How to catch a cracker in the US?
James R Cutler
james.cutler at consultant.com
Thu Mar 13 19:15:13 UTC 2014
On Mar 13, 2014, at 12:46 PM, William Herrin <bill at herrin.us> wrote:
>
> On Thu, Mar 13, 2014 at 11:45 AM, James R Cutler
> <james.cutler at consultant.com> wrote:
>> And Bill documents yet another redefinition. Prior to that time, at MIT a "hacker" produced a novel variation of technology using it in ways not previously envisioned but not necessarily unlawful.
>>
>> Mating two different generations of telephone keysets or reducing a complex rack mount filter to a single small circuit board with an FET or two are just a couple of examples.
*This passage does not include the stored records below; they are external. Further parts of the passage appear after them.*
//! Integration tests for [`ApiClient`].
//!
//! Uses `wiremock` to stand up a local HTTP server for each test so no real
//! network traffic is made. Covers the happy paths and every branch of the
//! failure-message mapping (service message, detail suffix, raw body,
//! templated status fallback).

use serde_json::json;
use wiremock::matchers::{header, method, path, query_param};
use wiremock::{Mock, MockServer, ResponseTemplate};

use farmalabel_api::{ApiClient, ApiConfig, ApiError};

fn test_client(base_url: &str) -> ApiClient {
    ApiClient::new(ApiConfig {
        base_url: base_url.to_string(),
        token: None,
        timeout_secs: 5,
        user_agent: "farmalabel-test/0.1".to_string(),
    })
    .expect("failed to build test ApiClient")
}

fn test_client_with_token(base_url: &str, token: &str) -> ApiClient {
    ApiClient::new(ApiConfig {
        base_url: base_url.to_string(),
        token: Some(token.to_string()),
        timeout_secs: 5,
        user_agent: "farmalabel-test/0.1".to_string(),
    })
    .expect("failed to build test ApiClient")
}

/// Minimal valid product fixture.
fn product_json(codigo: &str) -> serde_json::Value {
    json!({
        "id": 17,
        "codigo": codigo,
        "codigoBarras": "2000000744902",
        "nombre": "BLOODYGREEN TEEN FLUJO INTENSO",
        "precioNormal": 16990,
        "precioActual": 14990,
        "precioOferta": 14990,
        "stock": 8
    })
}

// ---------------------------------------------------------------------------
// get_product
// ---------------------------------------------------------------------------

#[tokio::test]
async fn get_product_returns_the_record() {
    let server = MockServer::start().await;
    Mock::given(method("GET"))
        .and(path("/api/products/89997002"))
        .respond_with(ResponseTemplate::new(200).set_body_json(product_json("89997002")))
        .mount(&server)
        .await;

    let product = test_client(&server.uri())
        .get_product("89997002")
        .await
        .expect("expected a product");
    assert_eq!(product.codigo, "89997002");
    assert_eq!(product.precio_actual, 14_990);
}

#[tokio::test]
async fn get_product_sends_the_token_header_when_configured() {
    let server = MockServer::start().await;
    Mock::given(method("GET"))
        .and(path("/api/products/89997002"))
        .and(header("X-API-TOKEN", "MI_TOKEN_DEMO_123"))
        .respond_with(ResponseTemplate::new(200).set_body_json(product_json("89997002")))
        .mount(&server)
        .await;

    let result = test_client_with_token(&server.uri(), "MI_TOKEN_DEMO_123")
        .get_product("89997002")
        .await;
    assert!(result.is_ok(), "token header did not match: {result:?}");
}

#[tokio::test]
async fn get_product_uses_the_service_message_on_failure() {
    let server = MockServer::start().await;
    Mock::given(method("GET"))
        .and(path("/api/products/404404"))
        .respond_with(
            ResponseTemplate::new(404).set_body_json(json!({"message": "Producto no encontrado"})),
        )
        .mount(&server)
        .await;

    let err = test_client(&server.uri())
        .get_product("404404")
        .await
        .expect_err("expected a service error");
    assert!(
        matches!(err, ApiError::Service { status: 404, ref message } if message == "Producto no encontrado"),
        "got: {err:?}"
    );
}

#[tokio::test]
async fn get_product_falls_back_to_the_raw_body_text() {
    let server = MockServer::start().await;
    Mock::given(method("GET"))
        .and(path("/api/products/500500"))
        .respond_with(ResponseTemplate::new(500).set_body_string("upstream caído"))
        .mount(&server)
        .await;

    let err = test_client(&server.uri())
        .get_product("500500")
        .await
        .expect_err("expected a service error");
    assert!(
        matches!(err, ApiError::Service { status: 500, ref message } if message == "upstream caído"),
        "got: {err:?}"
    );
}

#[tokio::test]
async fn get_product_templates_a_message_when_the_body_is_empty() {
    let server = MockServer::start().await;
    Mock::given(method("GET"))
        .and(path("/api/products/503503"))
        .respond_with(ResponseTemplate::new(503))
        .mount(&server)
        .await;

    let err = test_client(&server.uri())
        .get_product("503503")
        .await
        .expect_err("expected a service error");
    assert!(
        matches!(err, ApiError::Service { status: 503, ref message } if message.contains("503")),
        "got: {err:?}"
    );
}

#[tokio::test]
async fn get_product_rejects_a_non_json_success_body() {
    let server = MockServer::start().await;
    Mock::given(method("GET"))
        .and(path("/api/products/89997002"))
        .respond_with(ResponseTemplate::new(200).set_body_string("<html>login</html>"))
        .mount(&server)
        .await;

    let err = test_client(&server.uri())
        .get_product("89997002")
        .await
        .expect_err("expected a deserialize error");
    assert!(matches!(err, ApiError::Deserialize { .. }), "got: {err:?}");
}

// ---------------------------------------------------------------------------
// search_products
// ---------------------------------------------------------------------------

#[tokio::test]
async fn search_products_returns_the_list() {
    let server = MockServer::start().await;
    Mock::given(method("GET"))
        .and(path("/api/products/search/toallas"))
        .respond_with(
            ResponseTemplate::new(200)
                .set_body_json(json!([product_json("89997002"), product_json("89997001")])),
        )
        .mount(&server)
        .await;

    let products = test_client(&server.uri())
        .search_products("toallas")
        .await
        .expect("expected search results");
    assert_eq!(products.len(), 2);
    assert_eq!(products[1].codigo, "89997001");
}

// ---------------------------------------------------------------------------
// search_excel
// ---------------------------------------------------------------------------

#[tokio::test]
async fn search_excel_unwraps_the_items_envelope() {
    let server = MockServer::start().await;
    Mock::given(method("GET"))
        .and(path("/api/meson/excel/search"))
        .and(query_param("term", "toallas teen"))
        .respond_with(ResponseTemplate::new(200).set_body_json(json!({
            "ok": true,
            "items": [
                {"sku": "89997002", "descripcion": "TOALLAS TEEN 14-15"},
                {"sku": "89997001"}
            ]
        })))
        .mount(&server)
        .await;

    let items = test_client(&server.uri())
        .search_excel("toallas teen")
        .await
        .expect("expected excel hits");
    assert_eq!(items.len(), 2);
    assert_eq!(items[0].sku, "89997002");
    assert!(items[1].descripcion.is_none());
}

#[tokio::test]
async fn search_excel_ok_false_is_a_service_error_with_detail() {
    let server = MockServer::start().await;
    Mock::given(method("GET"))
        .and(path("/api/meson/excel/search"))
        .respond_with(ResponseTemplate::new(200).set_body_json(json!({
            "ok": false,
            "message": "Índice no cargado",
            "detail": "sube el Excel primero"
        })))
        .mount(&server)
        .await;

    let err = test_client(&server.uri())
        .search_excel("toallas")
        .await
        .expect_err("expected a service error");
    assert!(
        matches!(err, ApiError::Service { ref message, .. }
            if message == "Índice no cargado · Detalle: sube el Excel primero"),
        "got: {err:?}"
    );
}

// ---------------------------------------------------------------------------
// enrich_from_dpofe
// ---------------------------------------------------------------------------

#[tokio::test]
async fn enrich_returns_the_pricing_record_when_found() {
    let server = MockServer::start().await;
    Mock::given(method("GET"))
        .and(path("/api/meson/excel/enrich/89997002"))
        .respond_with(ResponseTemplate::new(200).set_body_json(json!({
            "ok": true,
            "foundInExcel": true,
            "foundInDPOFE": true,
            "producto": {
                "sku": "89997002",
                "descripcionPromo": "TOALLAS TEEN PROMO",
                "precioNormal": 16990,
                "precioOferta": 14990,
                "descuentoPct": 12
            }
        })))
        .mount(&server)
        .await;

    let response = test_client(&server.uri())
        .enrich_from_dpofe("89997002")
        .await
        .expect("expected an enrich response");
    assert!(response.found_in_dpofe);
    let record = response.producto.expect("expected pricing record");
    assert_eq!(record.precio_oferta, Some(14_990));
}

#[tokio::test]
async fn enrich_not_found_still_parses() {
    let server = MockServer::start().await;
    Mock::given(method("GET"))
        .and(path("/api/meson/excel/enrich/0"))
        .respond_with(ResponseTemplate::new(200).set_body_json(json!({
            "ok": true,
            "foundInExcel": false,
            "foundInDPOFE": false,
            "message": "SKU no está en el Excel"
        })))
        .mount(&server)
        .await;

    let response = test_client(&server.uri())
        .enrich_from_dpofe("0")
        .await
        .expect("expected an enrich response");
    assert!(!response.found_in_excel);
    assert!(response.producto.is_none());
}

// ---------------------------------------------------------------------------
// upload_meson_excel / excel_status
// ---------------------------------------------------------------------------

#[tokio::test]
async fn upload_sends_the_audit_user_header_and_returns_the_summary() {
    let server = MockServer::start().await;
    Mock::given(method("POST"))
        .and(path("/api/meson/excel/upload"))
        .and(header("x-user", "claudia"))
        .respond_with(ResponseTemplate::new(200).set_body_json(json!({
            "ok": true,
            "summary": {
                "count": 1200,
                "lastUpdated": "2025-04-22T10:00:00Z",
                "sample": ["89997002"]
            }
        })))
        .mount(&server)
        .await;

    let summary = test_client(&server.uri())
        .upload_meson_excel("meson.xlsx", b"PK\x03\x04".to_vec(), "claudia")
        .await
        .expect("expected an upload summary");
    assert_eq!(summary.count, 1200);
}

#[tokio::test]
async fn upload_failure_surfaces_the_service_message() {
    let server = MockServer::start().await;
    Mock::given(method("POST"))
        .and(path("/api/meson/excel/upload"))
        .respond_with(
            ResponseTemplate::new(400).set_body_json(json!({"message": "Archivo inválido"})),
        )
        .mount(&server)
        .await;

    let err = test_client(&server.uri())
        .upload_meson_excel("meson.xlsx", vec![0x00], "claudia")
        .await
        .expect_err("expected a service error");
    assert!(
        matches!(err, ApiError::Service { status: 400, ref message } if message == "Archivo inválido"),
        "got: {err:?}"
    );
}

#[tokio::test]
async fn excel_status_unwraps_the_summary() {
    let server = MockServer::start().await;
    Mock::given(method("GET"))
        .and(path("/api/meson/excel/status"))
        .respond_with(ResponseTemplate::new(200).set_body_json(json!({
            "ok": true,
            "summary": { "count": 7, "sample": [] }
        })))
        .mount(&server)
        .await;

    let summary = test_client(&server.uri())
        .excel_status()
        .await
        .expect("expected a status summary");
    assert_eq!(summary.count, 7);
}

// ---------------------------------------------------------------------------
// construction
// ---------------------------------------------------------------------------

#[test]
fn client_rejects_an_unparseable_base_url() {
    let result = ApiClient::new(ApiConfig {
        base_url: "not a url".to_string(),
        token: None,
        timeout_secs: 5,
        user_agent: "farmalabel-test/0.1".to_string(),
    });
    assert!(matches!(result, Err(ApiError::InvalidBaseUrl { .. })));
}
One was just a "hack", the other an "elegant hack". We just called
>
> Hi James,
>
> Correct me if I'm wrong, but by the time "hacker" emerged as a word
> distinct from "hack" it already carried implications of mischief and
> disregard for the rules in addition to the original implication of
> creatively solving a technical challenge. Is that mistaken?
>
> Regards,
> Bill Herrin
Bill,
Mistaken? Yes.
As of early 1960’s - See history of WTBS, Ralph Zaorski, Dick Gruen, Alan Kent, and many others - The then current usage of “hacker” was simply one who produced a “hack” - an unusual or unexpected design or configuration or action which either did the same old thing done more simply/elegantly or which did something new or unexpected altogether. Putting an Western Electric power plant on an Automatic Electric step-by-step for the East Campus telephone switch was one of my “hacks”.